Informationen zur Situation im Mittelmeer Informationen zur Seenotrettung
Besonders gefährdet
Flüchtlinge, die Libyen als Transitland nutzen.
Flüchtlinge in Internierungslagern.
Binnenvertriebene in inoffiziellen Camps.
Frauen und Kinder sind besonders schutzlos.
Was macht der UNHCR vor Ort und wie hilft die UNO-Flüchtlingshilfe ?
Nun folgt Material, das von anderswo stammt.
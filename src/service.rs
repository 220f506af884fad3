use std::collections::HashMap;
use std::marker::PhantomData;
use std::sync::Arc;

use async_trait::async_trait;
use serde::de::DeserializeOwned;
use serde_json::{json, Value};
use tracing::{info, instrument, warn};

use crate::cart::{CartSummary, CheckoutOptions, CheckoutPayload, ItemOptions, ShoppingCart, ShoppingCartItem};
use crate::config::AppConfig;
use crate::errors::ServiceError;
use crate::models::{Amount, GalleryImage, OutputFormat, PageFormat, Product};
use crate::order::{parse_order, wallet_balance_from, Order};
use crate::session::{UserData, UserSession};
use crate::store::{Keyed, Refresher, ReferenceStore};
use crate::transport::{HttpTransport, Transport};

const OP_AUTHENTICATE: &str = "authenticateUser";
const OP_RETRIEVE_ORDER: &str = "retrieveOrder";
const OP_PAGE_FORMATS: &str = "retrievePageFormats";
const OP_PUBLIC_GALLERY: &str = "retrievePublicGalleryImages";
const OP_PRIVATE_GALLERY: &str = "retrievePrivateGalleryImages";
const OP_PRODUCT_LIST: &str = "getProductList";

/// Account service credentials.
#[derive(Debug, Clone)]
pub struct Credentials {
    pub username: String,
    pub password: String,
}

/// Result of a checkout call: either the assembled payload (dry run) or the
/// placed order.
#[derive(Debug, Clone, PartialEq)]
pub enum CheckoutResult {
    DryRun(CheckoutPayload),
    Placed(Order),
}

/// Transport-backed refresher loading a list operation into an id-keyed map.
struct OperationRefresher<T> {
    transport: Arc<dyn Transport>,
    operation: &'static str,
    list_field: &'static str,
    /// Present for operations that require an authenticated session token.
    session: Option<Arc<UserSession>>,
    _marker: PhantomData<fn() -> T>,
}

impl<T> OperationRefresher<T> {
    fn new(
        transport: Arc<dyn Transport>,
        operation: &'static str,
        list_field: &'static str,
        session: Option<Arc<UserSession>>,
    ) -> Arc<Self> {
        Arc::new(Self {
            transport,
            operation,
            list_field,
            session,
            _marker: PhantomData,
        })
    }
}

#[async_trait]
impl<T> Refresher<T> for OperationRefresher<T>
where
    T: DeserializeOwned + Keyed + Send + Sync + 'static,
{
    async fn refresh(&self) -> Result<HashMap<u32, T>, ServiceError> {
        let mut payload = json!({});
        if let Some(session) = &self.session {
            payload["userToken"] = Value::String(session.token()?);
        }
        let raw = self
            .transport
            .request(self.operation, payload)
            .await
            .map_err(ServiceError::from)?;
        let list = raw.get(self.list_field).cloned().unwrap_or(Value::Array(Vec::new()));
        let items: Vec<T> = serde_json::from_value(list)?;
        Ok(items.into_iter().map(|item| (item.key(), item)).collect())
    }
}

/// Single entry point for callers: orchestrates session init, reference
/// data loading, and delegates cart operations to the engine.
///
/// Cart-mutating calls are synchronous; checkout and remote retrieval are
/// async. Checkout calls must be serialized per instance — the engine
/// provides no internal locking.
pub struct VoucherService {
    config: AppConfig,
    transport: Arc<dyn Transport>,
    session: Arc<UserSession>,
    cart: ShoppingCart,
    page_formats: ReferenceStore<PageFormat>,
    products: ReferenceStore<Product>,
    public_gallery: ReferenceStore<GalleryImage>,
    private_gallery: ReferenceStore<GalleryImage>,
}

impl VoucherService {
    pub fn new(config: AppConfig, transport: Arc<dyn Transport>) -> Self {
        let session = Arc::new(UserSession::new());
        let ttl = Some(config.cache_ttl());
        let page_formats = ReferenceStore::new(
            "pageFormats",
            OperationRefresher::new(transport.clone(), OP_PAGE_FORMATS, "pageFormats", None),
            ttl,
        );
        let products = ReferenceStore::new(
            "products",
            OperationRefresher::new(transport.clone(), OP_PRODUCT_LIST, "products", None),
            ttl,
        );
        let public_gallery = ReferenceStore::new(
            "publicGallery",
            OperationRefresher::new(transport.clone(), OP_PUBLIC_GALLERY, "items", None),
            ttl,
        );
        let private_gallery = ReferenceStore::new(
            "privateGallery",
            OperationRefresher::new(
                transport.clone(),
                OP_PRIVATE_GALLERY,
                "items",
                Some(session.clone()),
            ),
            ttl,
        );
        let cart = ShoppingCart::new(config.default_voucher_layout);
        Self {
            config,
            transport,
            session,
            cart,
            page_formats,
            products,
            public_gallery,
            private_gallery,
        }
    }

    /// Builds a service backed by the default HTTP transport from the
    /// configured gateway URL.
    pub fn connect(config: AppConfig) -> Result<Self, ServiceError> {
        let transport = HttpTransport::new(config.gateway_url.clone())
            .map_err(ServiceError::from)?;
        Ok(Self::new(config, Arc::new(transport)))
    }

    /// Authenticates against the account service and loads the session.
    #[instrument(skip(self, credentials))]
    pub async fn authenticate(&mut self, credentials: &Credentials) -> Result<(), ServiceError> {
        let raw = self
            .transport
            .request(
                OP_AUTHENTICATE,
                json!({
                    "username": credentials.username,
                    "password": credentials.password,
                }),
            )
            .await
            .map_err(ServiceError::from)?;

        let data = UserData {
            user_token: raw
                .get("userToken")
                .and_then(Value::as_str)
                .map(str::to_string),
            wallet_balance: wallet_balance_from(&raw),
            info_message: raw
                .get("infoMessage")
                .and_then(Value::as_str)
                .map(str::to_string),
        };
        if data.user_token.is_none() {
            return Err(ServiceError::Unauthorized(
                "authentication response carried no user token".to_string(),
            ));
        }
        if let Some(message) = &data.info_message {
            warn!(%message, "provider info message on authentication");
        }
        self.session.load(data);
        info!("session authenticated");
        Ok(())
    }

    pub fn is_authenticated(&self) -> bool {
        self.session.is_authenticated()
    }

    pub fn wallet_balance(&self) -> Option<Amount> {
        self.session.wallet_balance()
    }

    pub fn order_ids(&self) -> Vec<u64> {
        self.session.order_ids()
    }

    /// Validates and adds an item to the cart, returning its slot index.
    pub fn add_item(
        &mut self,
        product: &Product,
        options: ItemOptions,
    ) -> Result<usize, ServiceError> {
        self.cart.add_item(product, options)
    }

    pub fn get_item(&self, index: usize) -> Option<ShoppingCartItem> {
        self.cart.get_item(index)
    }

    pub fn remove_item(&mut self, index: usize) -> Option<ShoppingCartItem> {
        self.cart.remove_item(index)
    }

    pub fn summary(&self) -> CartSummary {
        self.cart.summary()
    }

    /// Places the cart with the purchasing service, or returns the
    /// assembled payload on a dry run.
    ///
    /// On success the order id is recorded in the session, the wallet
    /// balance is updated from the response, and the cart is cleared
    /// atomically. On any failure the cart is left exactly as it was.
    #[instrument(skip(self, options))]
    pub async fn checkout(
        &mut self,
        options: CheckoutOptions,
    ) -> Result<CheckoutResult, ServiceError> {
        let token = self.session.token()?;
        let payload = self.cart.prepare_checkout(&token, &options)?;

        let dry_run = options
            .dry_run
            .or(self.config.dry_run)
            .unwrap_or(!self.config.is_production());
        if dry_run {
            info!(
                positions = payload.positions.len(),
                total = payload.total,
                "dry-run checkout, skipping remote call"
            );
            return Ok(CheckoutResult::DryRun(payload));
        }

        let format = if options.page_format.is_some() {
            OutputFormat::Pdf
        } else {
            OutputFormat::Png
        };
        let operation = format.checkout_operation();

        let raw = self
            .transport
            .request(operation, serde_json::to_value(&payload)?)
            .await
            .map_err(ServiceError::from)?;

        let order = parse_order(&raw).ok_or_else(|| {
            ServiceError::ExternalService(
                "checkout response did not contain an order".to_string(),
            )
        })?;

        if let Some(balance) = wallet_balance_from(&raw) {
            self.session.set_wallet_balance(balance);
        }
        if let Some(id) = order.shop_order_id {
            self.session.add_order_id(id);
        }
        self.cart.clear();
        info!(
            order_id = ?order.shop_order_id,
            vouchers = order.vouchers.len(),
            "checkout placed"
        );
        Ok(CheckoutResult::Placed(order))
    }

    /// Re-fetches a previously placed order. `Ok(None)` means the provider
    /// knows no such order; transport faults still fail.
    #[instrument(skip(self))]
    pub async fn retrieve_order(&self, shop_order_id: u64) -> Result<Option<Order>, ServiceError> {
        let token = self.session.token()?;
        let raw = self
            .transport
            .request(
                OP_RETRIEVE_ORDER,
                json!({"userToken": token, "shopOrderId": shop_order_id}),
            )
            .await
            .map_err(ServiceError::from)?;
        Ok(parse_order(&raw))
    }

    pub async fn page_formats(&self) -> Result<Vec<PageFormat>, ServiceError> {
        self.page_formats.get_list().await
    }

    pub async fn page_format(&self, id: u32) -> Result<Option<PageFormat>, ServiceError> {
        self.page_formats.get_item(id).await
    }

    pub async fn products(&self) -> Result<Vec<Product>, ServiceError> {
        self.products.get_list().await
    }

    pub async fn product(&self, id: u32) -> Result<Option<Product>, ServiceError> {
        self.products.get_item(id).await
    }

    pub async fn public_gallery_images(&self) -> Result<Vec<GalleryImage>, ServiceError> {
        self.public_gallery.get_list().await
    }

    pub async fn private_gallery_images(&self) -> Result<Vec<GalleryImage>, ServiceError> {
        self.private_gallery.get_list().await
    }
}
Der UNHCR fördert zunächst kleine Projekte, die schnell Wirkung zeigen, um Menschen in Not schnellstmöglich helfen zu können. Besonders in den Bereichen Gesundheit, Bildung, Schutz und Sicherheit arbeitet das Flüchtlingshilfswerk mit den Gemeinden und Partnern vor Ort zusammen, um geeignete Projekte umzusetzen. So wird beispielsweise die öffentliche Infrastruktur und Gebäude wie Schulen und Krankenhäuser mit Strom, Wasser und anderen Gebrauchsgütern versorgt. Außerdem unterstützt der UNHCR nachhaltige Projekte, wie das Resettlement, Familienzusammenführungen und freiwillige Repatriierung.
Der UNHCR ist vor Ort, wenn Menschen wieder zurück an Land gebracht werden, nachdem sie auf dem Weg über das Mittelmeer von der Küstenwache abgefangen wurden. Sowohl dort als auch in den Internierungslagern leisten die Mitarbeiter*innen lebensrettende Nothilfe und identifiziert Personen, die internationalen Schutz benötigen.
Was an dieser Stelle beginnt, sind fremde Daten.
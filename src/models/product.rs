use serde::{Deserialize, Serialize};

use super::amount::Amount;
use crate::store::Keyed;

/// Catalog product descriptor.
///
/// `price` is optional here because the catalog service may list products
/// without a current price; the cart engine rejects such products at
/// add time.
#[derive(Debug, Clone, PartialEq, Eq, Serialize, Deserialize)]
#[serde(rename_all = "camelCase")]
pub struct Product {
    pub id: u32,
    #[serde(default, skip_serializing_if = "Option::is_none")]
    pub name: Option<String>,
    #[serde(default, skip_serializing_if = "Option::is_none")]
    pub price: Option<Amount>,
    /// True for national-only products, false for international-only.
    /// Absent means the product has no destination restriction.
    #[serde(default, skip_serializing_if = "Option::is_none")]
    pub domestic: Option<bool>,
    /// Print-layout schema version tied to the product.
    #[serde(default, skip_serializing_if = "Option::is_none")]
    pub ppl: Option<u32>,
}

impl Product {
    pub fn new(id: u32, price: Amount) -> Self {
        Self {
            id,
            name: None,
            price: Some(price),
            domestic: None,
            ppl: None,
        }
    }
}

impl Keyed for Product {
    fn key(&self) -> u32 {
        self.id
    }
}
Ausreichende finanzielle Mittel sind die Grundlage für eine nachhaltige Hilfe. Für die Arbeit vor Ort im Jahr 2021 benötigt der UNHCR 91 Millionen Dollar.
Die UNO-Flüchtlingshilfe unterstützte die Arbeit des UNHCR in Libyen 2020 mit mehr als 300.000 Euro, um Flüchtlinge und Vertriebene zu schützen. Mit mehr als 1 Millionen Euro wurden 2020 Schutz- und Hilfsmaßnahmen für Flüchtlinge in Mittelmeer-Anrainerstaaten unterstützt.